Wie funktioniert die Hitzeschock-Transformation?

Was genau passiert, wenn kompetente Zellen wie DH5ɑ mit vorhandener DNA einem Hitzeschock unterzogen werden? Wie kommt die DNA in die Zellen?

Insbesondere, warum sind all die Schritte notwendig? Was ist, wenn Sie direkt nach dem Hinzufügen von DNA einen Hitzeschock bekommen? Was ist, wenn Sie nach einem Hitzeschock nicht auf Eis legen? Was bewirkt das Calciumchlorid? Was passiert eigentlich, wenn Zellen „kompetent“ sind? Was bestimmt die Transformationseffizienz (abgesehen von offensichtlichen Dingen wie der Menge an DNA oder Zellen)?

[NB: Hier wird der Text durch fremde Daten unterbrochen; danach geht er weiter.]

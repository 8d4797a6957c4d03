//! Subscription aggregate entity.
//!
//! A subscription grants recurring plan access. With auto-pay enabled the
//! gateway charges each billing cycle and reports the renewal back; without
//! it the subscription sits paused until the user re-enables charging.
//!
//! # Invariants
//!
//! - `gateway_subscription_id` is present whenever auto-pay is enabled
//! - A failed renewal opens a fixed 7 day grace window; access survives
//!   until the deadline passes
//! - Status transitions follow [`SubscriptionStatus`] state machine rules

use serde::{Deserialize, Serialize};

use crate::domain::foundation::{PlanId, StateMachine, SubscriptionId, Timestamp, UserId};

use super::{SubscriptionError, SubscriptionStatus};

/// Days of continued access after a failed renewal charge.
pub const GRACE_PERIOD_DAYS: i64 = 7;

/// Subscription aggregate - recurring plan access for one user.
#[derive(Debug, Clone, PartialEq, Eq, Serialize, Deserialize)]
pub struct Subscription {
    /// Unique identifier for this subscription.
    pub id: SubscriptionId,

    /// Subscribing user.
    pub user_id: UserId,

    /// Plan being renewed each cycle.
    pub plan_id: PlanId,

    /// Whether the gateway charges automatically each cycle.
    pub auto_pay: bool,

    /// Gateway-side subscription id. Present whenever auto-pay is on.
    pub gateway_subscription_id: Option<String>,

    /// Next date a renewal charge is due.
    pub next_billing_date: Timestamp,

    /// Grace deadline after a failed renewal, while in GracePeriod.
    pub grace_until: Option<Timestamp>,

    /// Current lifecycle status.
    pub status: SubscriptionStatus,

    /// When the subscription was created.
    pub created_at: Timestamp,

    /// When the subscription was last updated.
    pub updated_at: Timestamp,
}

impl Subscription {
    /// Creates an active subscription with the first billing date one
    /// validity period out.
    pub fn create(
        id: SubscriptionId,
        user_id: UserId,
        plan_id: PlanId,
        validity_months: u32,
        gateway_subscription_id: Option<String>,
    ) -> Self {
        let now = Timestamp::now();
        let auto_pay = gateway_subscription_id.is_some();
        Self {
            id,
            user_id,
            plan_id,
            auto_pay,
            gateway_subscription_id,
            next_billing_date: now.add_months(i64::from(validity_months)),
            grace_until: None,
            status: SubscriptionStatus::Active,
            updated_at: now,
            created_at: now,
        }
    }

    /// Enables auto-pay with the gateway subscription that will charge it.
    ///
    /// Idempotent when auto-pay is already on. A paused subscription goes
    /// back to active.
    ///
    /// # Errors
    ///
    /// Returns `InvalidState` if the subscription is cancelled or in grace.
    pub fn enable_auto_pay(
        &mut self,
        gateway_subscription_id: String,
    ) -> Result<(), SubscriptionError> {
        if self.auto_pay {
            return Ok(());
        }
        match self.status {
            SubscriptionStatus::Active => {}
            SubscriptionStatus::Paused => {
                self.status = self
                    .status
                    .transition_to(SubscriptionStatus::Active)
                    .map_err(|_| self.state_error("enable auto-pay"))?;
            }
            _ => return Err(self.state_error("enable auto-pay")),
        }
        self.auto_pay = true;
        self.gateway_subscription_id = Some(gateway_subscription_id);
        self.updated_at = Timestamp::now();
        Ok(())
    }

    /// Disables auto-pay and pauses billing.
    ///
    /// Idempotent when auto-pay is already off. Cancelling the gateway-side
    /// subscription is the caller's job.
    ///
    /// # Errors
    ///
    /// Returns `InvalidState` if the subscription is cancelled.
    pub fn disable_auto_pay(&mut self) -> Result<(), SubscriptionError> {
        if !self.auto_pay {
            return Ok(());
        }
        self.status = self
            .status
            .transition_to(SubscriptionStatus::Paused)
            .map_err(|_| self.state_error("disable auto-pay"))?;
        self.auto_pay = false;
        self.gateway_subscription_id = None;
        self.updated_at = Timestamp::now();
        Ok(())
    }

    /// Cancels the subscription immediately. Terminal, no proration.
    ///
    /// # Errors
    ///
    /// Returns `InvalidState` if already cancelled.
    pub fn cancel(&mut self) -> Result<(), SubscriptionError> {
        self.status = self
            .status
            .transition_to(SubscriptionStatus::Cancelled)
            .map_err(|_| self.state_error("cancel"))?;
        self.auto_pay = false;
        self.grace_until = None;
        self.updated_at = Timestamp::now();
        Ok(())
    }

    /// Records a settled renewal: advances the billing date one validity
    /// period and clears any grace window.
    ///
    /// # Errors
    ///
    /// Returns `InvalidState` unless the subscription is active or in grace.
    pub fn record_renewal(&mut self, validity_months: u32) -> Result<(), SubscriptionError> {
        match self.status {
            SubscriptionStatus::Active => {}
            SubscriptionStatus::GracePeriod => {
                self.status = self
                    .status
                    .transition_to(SubscriptionStatus::Active)
                    .map_err(|_| self.state_error("renew"))?;
            }
            _ => return Err(self.state_error("renew")),
        }
        self.next_billing_date = self.next_billing_date.add_months(i64::from(validity_months));
        self.grace_until = None;
        self.updated_at = Timestamp::now();
        Ok(())
    }

    /// Records a failed renewal charge: opens the 7 day grace window.
    ///
    /// # Errors
    ///
    /// Returns `InvalidState` unless the subscription is active.
    pub fn record_failed_renewal(&mut self) -> Result<(), SubscriptionError> {
        self.status = self
            .status
            .transition_to(SubscriptionStatus::GracePeriod)
            .map_err(|_| self.state_error("mark renewal failed"))?;
        self.grace_until = Some(Timestamp::now().add_days(GRACE_PERIOD_DAYS));
        self.updated_at = Timestamp::now();
        Ok(())
    }

    fn state_error(&self, attempted: &str) -> SubscriptionError {
        SubscriptionError::invalid_state(self.status.as_str(), attempted)
    }
}

#[cfg(test)]
mod tests {
    use super::*;

    fn active_with_auto_pay() -> Subscription {
        Subscription::create(
            SubscriptionId::new(),
            UserId::new(),
            PlanId::new(),
            1,
            Some("gw_sub_1".to_string()),
        )
    }

    #[test]
    fn create_with_gateway_id_enables_auto_pay() {
        let sub = active_with_auto_pay();
        assert!(sub.auto_pay);
        assert_eq!(sub.status, SubscriptionStatus::Active);
        assert!(sub.next_billing_date.is_after(&Timestamp::now()));
    }

    #[test]
    fn create_without_gateway_id_has_auto_pay_off() {
        let sub = Subscription::create(
            SubscriptionId::new(),
            UserId::new(),
            PlanId::new(),
            1,
            None,
        );
        assert!(!sub.auto_pay);
        assert!(sub.gateway_subscription_id.is_none());
    }

    #[test]
    fn disable_then_enable_round_trips_status() {
        let mut sub = active_with_auto_pay();
        sub.disable_auto_pay().unwrap();
        assert_eq!(sub.status, SubscriptionStatus::Paused);
        assert!(!sub.auto_pay);
        assert!(sub.gateway_subscription_id.is_none());

        sub.enable_auto_pay("gw_sub_2".to_string()).unwrap();
        assert_eq!(sub.status, SubscriptionStatus::Active);
        assert_eq!(sub.gateway_subscription_id.as_deref(), Some("gw_sub_2"));
    }

    #[test]
    fn enable_auto_pay_is_idempotent() {
        let mut sub = active_with_auto_pay();
        sub.enable_auto_pay("gw_sub_other".to_string()).unwrap();
        // no-op, original gateway id kept
        assert_eq!(sub.gateway_subscription_id.as_deref(), Some("gw_sub_1"));
    }

    #[test]
    fn disable_auto_pay_is_idempotent() {
        let mut sub = Subscription::create(
            SubscriptionId::new(),
            UserId::new(),
            PlanId::new(),
            1,
            None,
        );
        sub.disable_auto_pay().unwrap();
        assert_eq!(sub.status, SubscriptionStatus::Active);
    }

    #[test]
    fn renewal_advances_billing_date_from_previous_date() {
        let mut sub = active_with_auto_pay();
        let before = sub.next_billing_date;
        sub.record_renewal(1).unwrap();
        assert!(sub.next_billing_date.is_after(&before));
    }

    #[test]
    fn failed_renewal_opens_grace_window() {
        let mut sub = active_with_auto_pay();
        sub.record_failed_renewal().unwrap();
        assert_eq!(sub.status, SubscriptionStatus::GracePeriod);
        let grace = sub.grace_until.unwrap();
        assert!(grace.is_after(&Timestamp::now().add_days(GRACE_PERIOD_DAYS - 1)));
    }

    #[test]
    fn renewal_in_grace_recovers_to_active() {
        let mut sub = active_with_auto_pay();
        sub.record_failed_renewal().unwrap();
        sub.record_renewal(1).unwrap();
        assert_eq!(sub.status, SubscriptionStatus::Active);
        assert!(sub.grace_until.is_none());
    }

    #[test]
    fn cancel_is_terminal() {
        let mut sub = active_with_auto_pay();
        sub.cancel().unwrap();
        assert_eq!(sub.status, SubscriptionStatus::Cancelled);
        assert!(sub.cancel().is_err());
        assert!(sub.record_renewal(1).is_err());
        assert!(sub.enable_auto_pay("gw".to_string()).is_err());
    }
}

Um zu verdeutlichen, wovon ich spreche, verwende ich ein Protokoll wie das folgende:

1. Nehmen Sie die Zellen aus -80 ° C und tauen Sie sie 5 Minuten lang auf Eis auf.
2. Fügen Sie 1 ul (~500 ng) Plasmid-DNA zu 50 ul Zellen hinzu, mischen Sie vorsichtig mit der Pipettenspitze.
3. 30 min auf Eis lassen.
4. 45 Sek. in 42C Wasserbad geben.
5. 10 min auf Eis stellen.
6. Füge 950 ul LB hinzu, stelle 1 Stunde lang auf 37°C.
7. 300 µl der Kultur auf LB-Agarplatten mit entsprechender Selektion ausstreichen.

Ich bekomme normalerweise Tausende von Kolonien daraus (tatsächlich ist oft eine Verdünnung von 1:10 oder 1:100 erforderlich, damit ich tatsächlich isolierte Kolonien bekommen kann). Selbst wenn ich den Auswuchs überspringe, bekomme ich immer noch Hunderte.

Ich habe nicht mein kompetentes Zellprotokoll, aber im Grunde verwende ich das eine Rubidiumchlorid, das jeder verwendet: DH5ɑ-Zellen werden mit einigen Puffern gewaschen, in einer Lösung mit CaCl2 und RbCl suspendiert und dann in flüssigem Stickstoff eingefroren. Ich habe nie wirklich gemessen, aber normalerweise ist die Konzentration der Zellen in den gefrorenen Aliquots etwa 10-mal so hoch wie bei einer Flüssigkultur über Nacht (sie werden heruntergeschleudert und in einem kleinen Volumen resuspendiert).